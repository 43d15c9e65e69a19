//! HTTP client for the application backend's authentication API.
//!
//! Speaks the App Services client REST API: provider login, profile lookup,
//! email/password registration and session logout.

use std::sync::Mutex;
use std::time::Duration;

use reqwest::{Client, Response};
use serde::Deserialize;
use serde_json::json;
use tracing::{debug, info, warn};

use super::{AuthService, Credentials, SessionStore};
use crate::config::SyncConfig;
use crate::models::{ProviderType, User};
use crate::{Result, TaskletError};

#[derive(Debug, Deserialize)]
struct LoginResponse {
    access_token: String,
    refresh_token: String,
    user_id: String,
}

#[derive(Debug, Deserialize)]
struct ProfileResponse {
    #[serde(default)]
    identities: Vec<Identity>,
    #[serde(default)]
    data: ProfileData,
}

#[derive(Debug, Deserialize)]
struct Identity {
    provider_type: ProviderType,
}

#[derive(Debug, Default, Deserialize)]
struct ProfileData {
    #[serde(default)]
    email: Option<String>,
}

#[derive(Debug, Deserialize)]
struct ErrorBody {
    #[serde(default)]
    error: Option<String>,
}

/// Client for one backend application.
pub struct RemoteApp {
    client: Client,
    base_url: String,
    app_id: String,
    session: Option<SessionStore>,
    current: Mutex<Option<User>>,
}

impl RemoteApp {
    /// Create a client for `app_id` served at `base_url`.
    pub fn new(base_url: &str, app_id: &str) -> Result<Self> {
        let client = Client::builder()
            .timeout(Duration::from_secs(30))
            .build()
            .map_err(|e| TaskletError::Network(format!("Failed to build HTTP client: {}", e)))?;

        Ok(Self {
            client,
            base_url: base_url.trim_end_matches('/').to_string(),
            app_id: app_id.to_string(),
            session: None,
            current: Mutex::new(None),
        })
    }

    /// Create a client from the installed sync configuration.
    pub fn from_sync_config(config: &SyncConfig) -> Result<Self> {
        match config {
            SyncConfig::Enabled {
                app_id, base_url, ..
            } => Self::new(base_url, app_id),
            SyncConfig::Disabled => Err(TaskletError::Config(
                "Sync is disabled; set `enabled = true` under [sync] to sign in".to_string(),
            )),
        }
    }

    /// Persist the current user in `store` and restore any saved session.
    pub fn with_session_store(mut self, store: SessionStore) -> Self {
        match store.load() {
            Ok(user) => *self.current.get_mut().unwrap_or_else(|e| e.into_inner()) = user,
            Err(e) => warn!(error = %e, path = %store.path().display(), "ignoring unreadable session"),
        }
        self.session = Some(store);
        self
    }

    pub fn app_id(&self) -> &str {
        &self.app_id
    }

    fn app_url(&self, path: &str) -> String {
        format!("{}/api/client/v2.0/app/{}{}", self.base_url, self.app_id, path)
    }

    fn client_url(&self, path: &str) -> String {
        format!("{}/api/client/v2.0{}", self.base_url, path)
    }

    fn set_current(&self, user: Option<User>) {
        if let Some(store) = &self.session {
            let persisted = match &user {
                Some(user) => store.save(user),
                None => store.clear(),
            };
            if let Err(e) = persisted {
                warn!(error = %e, "failed to persist session");
            }
        }
        *self.current.lock().unwrap_or_else(|e| e.into_inner()) = user;
    }

    /// Map a non-2xx response to an authentication error.
    async fn check(response: Response) -> Result<Response> {
        let status = response.status();
        if status.is_success() {
            return Ok(response);
        }

        let body = response.text().await.unwrap_or_default();
        let message = serde_json::from_str::<ErrorBody>(&body)
            .ok()
            .and_then(|b| b.error)
            .unwrap_or(body);
        let message = message.trim();

        if message.is_empty() {
            return Err(TaskletError::Auth(format!("request failed with status {}", status)));
        }
        Err(TaskletError::Auth(format!("{} ({})", message, status)))
    }

    async fn fetch_profile(&self, access_token: &str) -> Result<ProfileResponse> {
        let response = self
            .client
            .get(self.client_url("/auth/profile"))
            .bearer_auth(access_token)
            .send()
            .await
            .map_err(network_error)?;

        Self::check(response)
            .await?
            .json()
            .await
            .map_err(|e| TaskletError::Auth(format!("Malformed profile response: {}", e)))
    }
}

fn network_error(e: reqwest::Error) -> TaskletError {
    TaskletError::Network(e.to_string())
}

impl AuthService for RemoteApp {
    fn current_user(&self) -> Option<User> {
        self.current.lock().unwrap_or_else(|e| e.into_inner()).clone()
    }

    async fn log_in(&self, credentials: &Credentials) -> Result<User> {
        let provider = credentials.provider();
        let body = match credentials {
            Credentials::EmailPassword { email, password } => json!({
                "username": email,
                "password": password.as_str(),
            }),
            Credentials::Anonymous => json!({}),
        };

        debug!(provider = provider.as_str(), "logging in");
        let response = self
            .client
            .post(self.app_url(&format!("/auth/providers/{}/login", provider.as_str())))
            .json(&body)
            .send()
            .await
            .map_err(network_error)?;

        let login: LoginResponse = Self::check(response)
            .await?
            .json()
            .await
            .map_err(|e| TaskletError::Auth(format!("Malformed login response: {}", e)))?;

        let profile = self.fetch_profile(&login.access_token).await?;
        let provider_type = profile
            .identities
            .first()
            .map(|identity| identity.provider_type)
            .filter(|p| *p != ProviderType::Other)
            .unwrap_or(provider);

        let user = User {
            id: login.user_id,
            provider_type,
            email: profile.data.email,
            access_token: login.access_token,
            refresh_token: login.refresh_token,
        };

        info!(user_id = %user.id, provider = user.provider_type.as_str(), "logged in");
        self.set_current(Some(user.clone()));
        Ok(user)
    }

    async fn register_user(&self, email: &str, password: &str) -> Result<()> {
        let response = self
            .client
            .post(self.app_url("/auth/providers/local-userpass/register"))
            .json(&json!({ "email": email, "password": password }))
            .send()
            .await
            .map_err(network_error)?;

        Self::check(response).await?;
        info!(email, "registered user");
        Ok(())
    }

    async fn log_out(&self) -> Result<()> {
        let Some(user) = self.current_user() else {
            return Ok(());
        };
        self.set_current(None);

        let response = self
            .client
            .delete(self.client_url("/auth/session"))
            .bearer_auth(&user.refresh_token)
            .send()
            .await
            .map_err(network_error)?;

        Self::check(response).await?;
        info!(user_id = %user.id, "logged out");
        Ok(())
    }
}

EXERCISE AIM: If a line in the entries above contains the word "Some", copy it.

TASK ANSWER:
        self.session = Some(store);
        if let Some(store) = &self.session {
                Some(user) => store.save(user),
        self.set_current(Some(user.clone()));
        let Some(user) = self.current_user() else {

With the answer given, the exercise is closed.